Search through the entries for the word "derive" and copy every line that has it.
┌────────
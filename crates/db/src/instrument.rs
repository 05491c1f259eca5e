//! Registered laboratory instrument.
//!
//! Instruments are maintained outside of the API, which only reads them.
//! Acquisition computers identify themselves through [`Model::computer_name`].

use sea_orm::entity::prelude::*;
use serde::Serialize;

/// Instrument model.
#[derive(Clone, Debug, PartialEq, Eq, DeriveEntityModel, Serialize)]
#[sea_orm(table_name = "instruments")]
pub struct Model {
    /// Persistent instrument identifier.
    #[sea_orm(primary_key, auto_increment = false)]
    pub instrument_pid: String,
    pub api_url: String,
    pub calendar_name: String,
    pub calendar_url: String,
    pub location: String,
    pub schema_name: String,
    pub property_tag: String,
    pub filestore_path: String,
    /// Hostname of the acquisition computer attached to the instrument.
    #[sea_orm(unique)]
    pub computer_name: Option<String>,
    pub computer_ip: Option<String>,
    pub computer_mount: Option<String>,
    pub harvester: String,
    pub timezone: String,
}

/// Instrument model relations.
#[derive(Copy, Clone, Debug, EnumIter, DeriveRelation)]
pub enum Relation {
    #[sea_orm(has_many = "super::session_log::Entity")]
    SessionLogs,
}

impl Related<super::session_log::Entity> for Entity {
    fn to() -> RelationDef {
        Relation::SessionLogs.def()
    }
}

impl ActiveModelBehavior for ActiveModel {}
└────────
→ Exercise answer:
#[derive(Clone, Debug, PartialEq, Eq, DeriveEntityModel, Serialize)]
#[derive(Copy, Clone, Debug, EnumIter, DeriveRelation)]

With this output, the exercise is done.